Data for this task START

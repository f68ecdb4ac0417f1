//! Serving stored bins, one document per bin.
//!
//! A bin is addressed by the first path segment of the request. Ids ending in
//! `_oas` hold an OpenAPI document and the rest of the path is matched against
//! it. Any other bin holds a fixed response that is returned for every request.

use crate::config::MockServerConfig;
use crate::error::MockError;
use crate::http_types::{MockRequest, MockResponse};
use crate::mock::generator::{RandomSource, ThreadRandom};
use crate::mock::server::{problem_response, MockServer};
use crate::spec::loader::parse_document;
use http::header::{HeaderMap, HeaderName, HeaderValue};
use http::StatusCode;
use indexmap::IndexMap;
use serde::Deserialize;
use std::fs;
use std::io;
use std::path::PathBuf;
use thiserror::Error;
use tracing::debug;

#[derive(Error, Debug)]
pub enum StoreError {
    #[error("No document stored for bin '{0}'")]
    NotFound(String),

    #[error("{0}")]
    Backend(String),
}

impl From<StoreError> for MockError {
    fn from(e: StoreError) -> Self {
        match e {
            StoreError::NotFound(bin_id) => MockError::BinNotFound(bin_id),
            StoreError::Backend(message) => MockError::Storage(message),
        }
    }
}

/// Suffix of bin ids whose document is an OpenAPI description
pub const OPENAPI_BIN_SUFFIX: &str = "_oas";

pub fn is_openapi_bin(bin_id: &str) -> bool {
    bin_id.ends_with(OPENAPI_BIN_SUFFIX)
}

/// Stored document of a fixed-response bin
#[derive(Debug, Clone, Deserialize)]
pub struct BinResponse {
    pub response: StaticResponse,
}

#[derive(Debug, Clone, Deserialize)]
#[serde(rename_all = "camelCase")]
pub struct StaticResponse {
    pub status: u16,
    #[serde(default)]
    pub status_text: Option<String>,
    #[serde(default)]
    pub headers: IndexMap<String, String>,
    #[serde(default)]
    pub body: Option<String>,
}

impl StaticResponse {
    pub fn into_response(self) -> Result<MockResponse, MockError> {
        let status = StatusCode::from_u16(self.status)
            .map_err(|_| MockError::InvalidBinResponse(format!("status {} is out of range", self.status)))?;

        let mut headers = HeaderMap::new();
        for (name, value) in &self.headers {
            let header_name = HeaderName::try_from(name.as_str()).map_err(|e| {
                MockError::InvalidBinResponse(format!("header name '{}': {}", name, e))
            })?;
            let header_value = HeaderValue::try_from(value.as_str()).map_err(|e| {
                MockError::InvalidBinResponse(format!("value of header '{}': {}", name, e))
            })?;
            headers.append(header_name, header_value);
        }

        Ok(MockResponse {
            status: status.as_u16(),
            status_text: self.status_text,
            headers,
            body: self.body.unwrap_or_default(),
        })
    }
}

/// Source of stored bin documents
pub trait DocumentStore {
    fn fetch_document(&self, bin_id: &str) -> Result<Vec<u8>, StoreError>;
}

/// Storage key of a bin's document
pub fn document_key(bin_id: &str) -> String {
    format!("{}.json", bin_id)
}

/// Reads `<root>/<bin_id>.json`
#[derive(Debug, Clone)]
pub struct DirectoryStore {
    root: PathBuf,
}

impl DirectoryStore {
    pub fn new(root: impl Into<PathBuf>) -> Self {
        Self { root: root.into() }
    }
}

impl DocumentStore for DirectoryStore {
    fn fetch_document(&self, bin_id: &str) -> Result<Vec<u8>, StoreError> {
        let unsafe_id = bin_id.contains(|c: char| c == '/' || c == '\\') || bin_id.starts_with('.');
        if bin_id.is_empty() || unsafe_id {
            return Err(StoreError::NotFound(bin_id.to_string()));
        }

        let path = self.root.join(document_key(bin_id));
        fs::read(&path).map_err(|e| match e.kind() {
            io::ErrorKind::NotFound => StoreError::NotFound(bin_id.to_string()),
            _ => StoreError::Backend(format!("Failed to read {}: {}", path.display(), e)),
        })
    }
}

/// Splits `/<binId>/rest` into the bin id and the bin-relative path
pub fn split_bin_path(path: &str) -> Option<(String, String)> {
    let trimmed = path.strip_prefix('/').unwrap_or(path);
    let (bin_id, rest) = match trimmed.split_once('/') {
        Some((bin_id, rest)) => (bin_id, format!("/{}", rest)),
        None => (trimmed, "/".to_string()),
    };
    if bin_id.is_empty() {
        return None;
    }
    Some((bin_id.to_string(), rest))
}

/// Mock endpoint over a [`DocumentStore`]
///
/// The document is fetched and parsed per request, so edits to a bin take
/// effect on the next call.
pub struct MockService<S, R = ThreadRandom> {
    store: S,
    config: MockServerConfig,
    random: R,
}

impl<S: DocumentStore> MockService<S, ThreadRandom> {
    pub fn new(store: S) -> Self {
        Self::with_random(store, ThreadRandom)
    }
}

impl<S: DocumentStore, R: RandomSource> MockService<S, R> {
    pub fn with_random(store: S, random: R) -> Self {
        Self {
            store,
            config: MockServerConfig::default(),
            random,
        }
    }

    pub fn with_config(mut self, config: MockServerConfig) -> Self {
        self.config = config;
        self
    }

    /// Serves a request whose URL path is already relative to the bin
    pub fn handle(&self, bin_id: &str, request: &MockRequest) -> MockResponse {
        self.serve(bin_id, request, request.url.path())
    }

    /// Serves a request addressed as `/<binId>/<path>`
    pub fn handle_routed(&self, request: &MockRequest) -> MockResponse {
        let Some((bin_id, rest)) = split_bin_path(request.url.path()) else {
            let error = MockError::NoMatchingOperation {
                method: request.method.to_uppercase(),
                url: request.url.to_string(),
            };
            return problem_response(&self.config, &error);
        };

        debug!(bin = %bin_id, path = %rest, "routing to bin");
        self.serve(&bin_id, request, &rest)
    }

    fn serve(&self, bin_id: &str, request: &MockRequest, path: &str) -> MockResponse {
        let result = if is_openapi_bin(bin_id) {
            self.server_for(bin_id)
                .map(|server| server.handle_request_at(request, path))
        } else {
            self.stored_response(bin_id)
        };
        result.unwrap_or_else(|e| problem_response(&self.config, &e))
    }

    fn server_for(&self, bin_id: &str) -> Result<MockServer<&R>, MockError> {
        let bytes = self.store.fetch_document(bin_id)?;
        let document = parse_document(&bytes)?;
        Ok(MockServer::with_random(document, &self.random).with_config(self.config.clone()))
    }

    fn stored_response(&self, bin_id: &str) -> Result<MockResponse, MockError> {
        let bytes = self.store.fetch_document(bin_id)?;
        let stored: BinResponse = serde_json::from_slice(&bytes)
            .map_err(|e| MockError::InvalidBinResponse(e.to_string()))?;
        debug!(bin = %bin_id, status = stored.response.status, "serving stored response");
        stored.response.into_response()
    }
}

#[cfg(test)]
mod tests {
    use super::*;
    use crate::mock::generator::FirstChoice;
    use pretty_assertions::assert_eq;
    use rstest::rstest;
    use serde_json::{json, Value};
    use std::fs;
    use tempfile::TempDir;

    const ORDERS: &str = r#"{
        "openapi": "3.0.0",
        "info": {"title": "Orders", "version": "1"},
        "paths": {
            "/orders/{id}": {
                "get": {
                    "responses": {
                        "200": {
                            "description": "ok",
                            "content": {"application/json": {"example": {"id": "o-1"}}}
                        }
                    }
                }
            }
        }
    }"#;

    const FIXED: &str = r#"{
        "response": {
            "status": 202,
            "statusText": "Queued",
            "headers": {"Content-Type": "text/plain", "X-Bin": "fixed"},
            "body": "on its way"
        }
    }"#;

    struct FailingStore;

    impl DocumentStore for FailingStore {
        fn fetch_document(&self, _bin_id: &str) -> Result<Vec<u8>, StoreError> {
            Err(StoreError::Backend("bucket unavailable".into()))
        }
    }

    fn store() -> (TempDir, DirectoryStore) {
        let dir = TempDir::new().unwrap();
        fs::write(dir.path().join("abc123_oas.json"), ORDERS).unwrap();
        fs::write(dir.path().join("garbled_oas.json"), "{ not: [valid").unwrap();
        fs::write(dir.path().join("garbled.json"), "{ not: [valid").unwrap();
        fs::write(dir.path().join("fixed.json"), FIXED).unwrap();
        fs::write(dir.path().join("teapot.json"), r#"{"response": {"status": 418}}"#).unwrap();
        fs::write(dir.path().join("broken.json"), r#"{"response": {"status": 42}}"#).unwrap();
        let store = DirectoryStore::new(dir.path());
        (dir, store)
    }

    fn get(url: &str) -> MockRequest {
        MockRequest::new("GET", url).unwrap()
    }

    fn detail(response: &MockResponse) -> Value {
        serde_json::from_str::<Value>(&response.body).unwrap()["detail"].clone()
    }

    #[rstest]
    #[case("/abc123/orders/7", Some(("abc123", "/orders/7")))]
    #[case("/abc123", Some(("abc123", "/")))]
    #[case("/abc123/", Some(("abc123", "/")))]
    #[case("/", None)]
    #[case("", None)]
    fn splits_bin_paths(#[case] path: &str, #[case] expected: Option<(&str, &str)>) {
        let expected = expected.map(|(bin, rest)| (bin.to_string(), rest.to_string()));
        assert_eq!(split_bin_path(path), expected);
    }

    #[test]
    fn serves_stored_documents() {
        let (_dir, store) = store();
        let service = MockService::with_random(store, FirstChoice);

        let response = service.handle_routed(&get("http://localhost/abc123_oas/orders/7?x=1"));
        assert_eq!(response.status, 200);
        assert_eq!(response.body, r#"{"id":"o-1"}"#);
    }

    #[test]
    fn unknown_bins_are_not_found() {
        let (_dir, store) = store();
        let service = MockService::with_random(store, FirstChoice);

        let response = service.handle_routed(&get("http://localhost/missing/orders/7"));
        assert_eq!(response.status, 404);
        assert_eq!(detail(&response), json!("Bin 'missing' not found"));

        let traversal = service.handle("../abc123_oas", &get("http://localhost/orders/7"));
        assert_eq!(traversal.status, 404);
    }

    #[test]
    fn unparseable_documents_and_backend_failures_are_server_errors() {
        let (_dir, store) = store();
        let service = MockService::with_random(store, FirstChoice);
        assert_eq!(service.handle("garbled_oas", &get("http://localhost/orders/7")).status, 500);

        let failing = MockService::with_random(FailingStore, FirstChoice);
        let response = failing.handle("abc123_oas", &get("http://localhost/orders/7"));
        assert_eq!(response.status, 500);
        assert_eq!(detail(&response), json!("Storage error: bucket unavailable"));
    }

    #[test]
    fn paths_outside_the_bin_document_are_not_matched() {
        let (_dir, store) = store();
        let service = MockService::with_random(store, FirstChoice);

        let response = service.handle_routed(&get("http://localhost/abc123_oas/pets?page=2"));
        assert_eq!(response.status, 404);
        assert_eq!(
            detail(&response),
            json!("No matching operation for GET http://localhost/abc123_oas/pets?page=2")
        );
    }

    #[rstest]
    #[case("http://localhost/fixed")]
    #[case("http://localhost/fixed/any/path?at=all")]
    fn plain_bins_replay_their_stored_response(#[case] url: &str) {
        let (_dir, store) = store();
        let service = MockService::with_random(store, FirstChoice);

        let response = service.handle_routed(&MockRequest::new("DELETE", url).unwrap());
        assert_eq!(response.status, 202);
        assert_eq!(response.reason(), "Queued");
        assert_eq!(response.content_type(), Some("text/plain"));
        assert_eq!(response.headers.get("x-bin").map(|v| v.as_bytes()), Some(&b"fixed"[..]));
        assert_eq!(response.body, "on its way");
    }

    #[test]
    fn stored_responses_default_to_an_empty_body() {
        let (_dir, store) = store();
        let service = MockService::with_random(store, FirstChoice);

        let response = service.handle("teapot", &get("http://localhost/"));
        assert_eq!(response.status, 418);
        assert_eq!(response.reason(), "I'm a teapot");
        assert!(response.headers.is_empty());
        assert_eq!(response.body, "");
    }

    #[test]
    fn malformed_stored_responses_are_server_errors() {
        let (_dir, store) = store();
        let service = MockService::with_random(store, FirstChoice);

        let out_of_range = service.handle("broken", &get("http://localhost/"));
        assert_eq!(out_of_range.status, 500);
        assert_eq!(
            detail(&out_of_range),
            json!("Invalid bin response: status 42 is out of range")
        );

        let unparseable = service.handle("garbled", &get("http://localhost/"));
        assert_eq!(unparseable.status, 500);
    }

    #[test]
    fn only_oas_suffixed_bins_are_mocked_from_documents() {
        assert!(is_openapi_bin("abc123_oas"));
        assert!(!is_openapi_bin("abc123"));
        assert!(!is_openapi_bin("oas_abc123"));
    }
}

Data for this task END

> Aim of the exercise: The string "NotFound" appears on some lines of the data; count those lines and report only how many there are.

> Answer area: 4